Having first hit 20 billion tons in 1910, U.S. cumulative emissions have only shot up ever since, while China’s didn’t hit that 20 billion mark until 1979. So the U.S. got a big head start and, cumulatively speaking, is still way ahead when it comes to taking down this planet.

The U.S. Climate Action Network (USCAN) argues that excessive emitters like the United States have already used up far more than their “fair share” of this planet’s carbon budget and so, in fact, owe a huge carbon debt to the rest of the world to make up for their outsized contribution to the problem of climate change over the past two centuries. Unfortunately, the 2015 Paris Agreement’s voluntary, non-enforceable, and nationally determined limits on emissions functionally let rich countries continue on their damaging ways.

In fact, nations should be held responsible for repaying their carbon debt. The world’s poorest people, who have contributed practically nothing to the problem, deserve access to a portion of the remaining budget and to the sort of aid that would enable them to develop alternative forms of energy to meet their basic needs.

Under the fair-share proposal, it’s not enough for the United States just to stop adding emissions. This country needs to repay the climate debt it’s already incurred. USCAN calculates that to pay back its fair share the United States must cut its emissions by 70% by 2030, while contributing the cash equivalent of another 125% of its current emissions every year through technical and financial support to energy-poor nations.

Bernie Sanders’s Green New Deal proposal adopted the concept of the “fair share.” True leadership in the global climate fight, Sanders has argued, means recognizing that “the United States has for over a century spewed carbon pollution emissions into the atmosphere in order to gain economic standing in the world. Therefore, we have an outsized obligation to help less industrialized nations meet their targets while improving quality of life.”

On this subject, however, his voice and others like it sadly remain far outside the all-too-right-wing mainstream. (And if you doubt that, just check Joe Manchin’s recent voting record.)

Are We Making Progress Thanks to New Technologies?

In 2018, the U.N.’s Intergovernmental Panel on Climate Change (IPCC) issued a special report on our chances of limiting global warming to 1.5 degrees centigrade — the goal that the countries involved in the Paris Agreement, including the United States, accepted as their baseline for action. It concluded that, to have a 50% chance of staying below that temperature increase, our future collective emissions couldn’t exceed 480 gigatons (or 480 billion tons). That, in other words, was humanity’s remaining carbon budget.

Unfortunately, as of 2018, global emissions were exceeding 40 gigatons a year, which meant that even if they were flattened almost immediately (not exactly a likelihood), we would use up that budget in a mere dozen years or so. Worse yet, despite a Covid-induced decline in 2020, global emissions actually rebounded sharply in 2021.

Most scenarios for emission reductions, including those proposed by the IPCC, rely optimistically on new technologies to enable us to get there without making substantive changes in the global economy or in the excessive consumption of the world’s richest people and countries. Such technological advances, it’s hoped, would allow us to produce as much, or possibly more energy from renewable sources and even possibly begin removing CO2 from the atmosphere.

Unfortunately, there’s little evidence to support the likelihood of such progress, especially in the time we have left. No matter how much new technology we develop, there seems to be no completely “clean” form of energy. All of them — nuclear, wind, solar, hydropower, geothermal, biomass, and perhaps others still to be developed — rely on massive industrial operations to extract finite resources from the earth; factories to process them; facilities to create, store, and transmit energy; and, in the end, some form of waste (think batteries, solar panels, old electric cars, and so on). Every form of energy will have multiple dangerous environmental impacts. Meanwhile, as the use of alternative forms of energy production increases worldwide, it hasn’t yet reduced fossil-fuel use. Instead, it’s just added to our growing energy consumption.

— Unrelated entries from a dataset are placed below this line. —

//! Property tests for entity table registration.
//!
//! A table either registers completely or leaves the world exactly as it
//! was, whatever mix of duplicate ids and dangling parents it carries.

use proptest::prelude::*;
use tessera_core::world::{Entity, EntityId, WorldError, WorldState};

/// Small ids so duplicates and dangling parents are common.
fn table() -> impl Strategy<Value = Vec<Entity>> {
    prop::collection::vec(
        (0..12i32, prop::option::weighted(0.6, 0..12i32)).prop_map(|(id, parent)| Entity {
            id: EntityId(id),
            parent: parent.map(EntityId),
        }),
        0..10,
    )
}

fn snapshot(world: &WorldState) -> Vec<Entity> {
    world.entities().copied().collect()
}

proptest! {
    #![proptest_config(ProptestConfig::with_cases(1_000))]

    #[test]
    fn load_is_all_or_nothing(first in table(), second in table()) {
        let mut world = WorldState::new();
        let _ = world.load_entities(&first);
        let before = snapshot(&world);

        match world.load_entities(&second) {
            Ok(()) => {
                prop_assert_eq!(world.entity_count(), before.len() + second.len());
                for entity in &second {
                    prop_assert_eq!(world.entity(entity.id), Some(entity));
                }
            }
            Err(WorldError::DuplicateEntity { id }) => {
                prop_assert!(second.iter().any(|e| e.id == id));
                prop_assert_eq!(snapshot(&world), before);
            }
            Err(WorldError::UnknownParent { parent, .. }) => {
                prop_assert!(!world.contains(parent));
                prop_assert_eq!(snapshot(&world), before);
            }
        }
    }

    #[test]
    fn every_parent_is_registered(tables in prop::collection::vec(table(), 1..4)) {
        let mut world = WorldState::new();
        for table in &tables {
            let _ = world.load_entities(table);
        }
        for entity in world.entities() {
            if let Some(parent) = entity.parent {
                prop_assert!(world.contains(parent));
            }
        }
    }
}
//! Mouse-driven orbit controller for the viewer camera.

use glam::Vec3;
use winit::event::MouseButton;

use crate::camera::Camera;
use crate::input::Input;

/// A camera controller that orbits around a target point.
///
/// Dragging with the left mouse button orbits, the scroll wheel zooms.
/// Each frame the controller computes the eye position from its spherical
/// coordinates and applies it to the core [`Camera`].
#[derive(Clone, Debug)]
pub struct OrbitCamera {
    /// Point the camera orbits around.
    pub target: Vec3,
    /// Distance from target.
    pub distance: f32,
    /// Horizontal angle in radians (yaw).
    pub azimuth: f32,
    /// Vertical angle in radians (pitch), clamped to avoid gimbal lock.
    pub elevation: f32,
    /// Mouse drag sensitivity.
    pub sensitivity: f32,
    /// Scroll zoom sensitivity.
    pub zoom_sensitivity: f32,
    /// Minimum distance from target.
    pub min_distance: f32,
    /// Maximum distance from target.
    pub max_distance: f32,
}

impl Default for OrbitCamera {
    fn default() -> Self {
        Self {
            target: Vec3::ZERO,
            distance: 5.0,
            azimuth: 0.0,
            elevation: 0.0,
            sensitivity: 0.005,
            zoom_sensitivity: 0.5,
            min_distance: 1.5,
            max_distance: 50.0,
        }
    }
}

impl OrbitCamera {
    pub fn new() -> Self {
        Self::default()
    }

    /// Set the target point to orbit around.
    pub fn target(mut self, target: Vec3) -> Self {
        self.target = target;
        self
    }

    /// Set the distance from target.
    pub fn distance(mut self, distance: f32) -> Self {
        self.distance = distance.clamp(self.min_distance, self.max_distance);
        self
    }

    /// Update the orbit angles and zoom from this frame's input.
    pub fn update(&mut self, input: &Input) {
        if input.mouse_down(MouseButton::Left) {
            let delta = input.mouse_delta();
            self.azimuth -= delta.x * self.sensitivity;
            self.elevation += delta.y * self.sensitivity;

            // Clamp elevation to avoid gimbal lock
            self.elevation = self.elevation.clamp(
                -std::f32::consts::FRAC_PI_2 + 0.01,
                std::f32::consts::FRAC_PI_2 - 0.01,
            );
        }

        let scroll = input.scroll_delta();
        if scroll.y.abs() > 0.0 {
            self.distance -= scroll.y * self.zoom_sensitivity;
            self.distance = self.distance.clamp(self.min_distance, self.max_distance);
        }
    }

    /// The eye position in world space.
    pub fn eye(&self) -> Vec3 {
        // Spherical to Cartesian conversion
        let offset = Vec3::new(
            self.distance * self.elevation.cos() * self.azimuth.sin(),
            self.distance * self.elevation.sin(),
            self.distance * self.elevation.cos() * self.azimuth.cos(),
        );
        self.target + offset
    }

    /// Writes the current eye and target into the core camera.
    ///
    /// The caller is expected to follow with [`Camera::update`].
    pub fn apply_to(&self, camera: &mut Camera) {
        camera.position = self.eye();
        camera.target = self.target;
    }
}

#[cfg(test)]
mod tests {
    use super::*;

    #[test]
    fn default_orbit_matches_initial_view() {
        let orbit = OrbitCamera::new();
        let eye = orbit.eye();
        assert!((eye - Vec3::new(0.0, 0.0, 5.0)).length() < 1e-5);
    }

    #[test]
    fn eye_stays_at_distance_from_target() {
        let mut orbit = OrbitCamera::new().target(Vec3::new(1.0, 2.0, 3.0));
        orbit.azimuth = 1.2;
        orbit.elevation = 0.7;

        let eye = orbit.eye();
        assert!(((eye - orbit.target).length() - orbit.distance).abs() < 1e-5);
    }
}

It’s true that the world’s wealthiest countries have achieved some gains in decoupling economic growth from rising emissions. But much of this relatively minor decoupling is attributable to a shift from the use of coal to natural gas, along with the outsourcing of particularly dirty industries. Decoupling has, as yet, made no dent in global greenhouse gas emissions and seems unlikely to accelerate or even continue at a meaningful enough pace after these first and easiest steps have been taken. So almost all climate modeling, like that of the IPCC, suggests that new technologies to remove CO2 from the atmosphere will also be needed to counter rising emissions.

But negative emissions technologies are largely aspirational at this point. Instead of counting on what still to a significant extent remain technological fantasies, while the wealthy continue their profligacy, it’s time to shift our thinking more radically and focus, as I do in my new book Is Science Enough? Forty Critical Questions About Climate Justice, on how to reduce extraction, production, and consumption in far more socially just ways, so that we can indeed begin to live within our planet’s means. Call it “post-growth” or “degrowth” thinking.

Make no mistake: we can’t live without energy and we desperately do need to turn to alternatives to fossil fuels. But alternative energies are only going to be truly viable if we can also greatly reduce our energy needs, which means reconfiguring the global economy. If energy is a scarce and precious resource, then ways must be found to prioritize its use to meet the urgent needs of the world’s poor, rather than endlessly expanding the luxuries of the wealthiest among us. And that’s precisely what degrowth thinking is all about: scaling back the mindless pursuit of production, consumption, and profit in favor of “human wellbeing and ecological stability.”

Abandoning Exceptionalism

In April 2021, President Biden made a dramatic announcement, setting a new goal for U.S. greenhouse-gas emissions — to reduce them 50% from 2005 levels by 2030 and reach net-zero by 2050. Sounds pretty good, right?

But given that this country’s CO2 emissions had hit a high of 6.13 billion tons in 2005, that means by 2030 we’d still be emitting three billion tons of CO2 a year. Even if we could reach net-zero by 2050, our country alone would, by then, have used up one quarter of the entire remaining carbon budget for the planet. And right now, given the state of the American political system, there’s neither a genuine plan nor an obvious way to reach Biden’s goal. If we stay on our current path — and don’t count on that if the Republicans take Congress in 2022 and the White House again in 2024 — we would barely achieve a 30% reduction by 2030.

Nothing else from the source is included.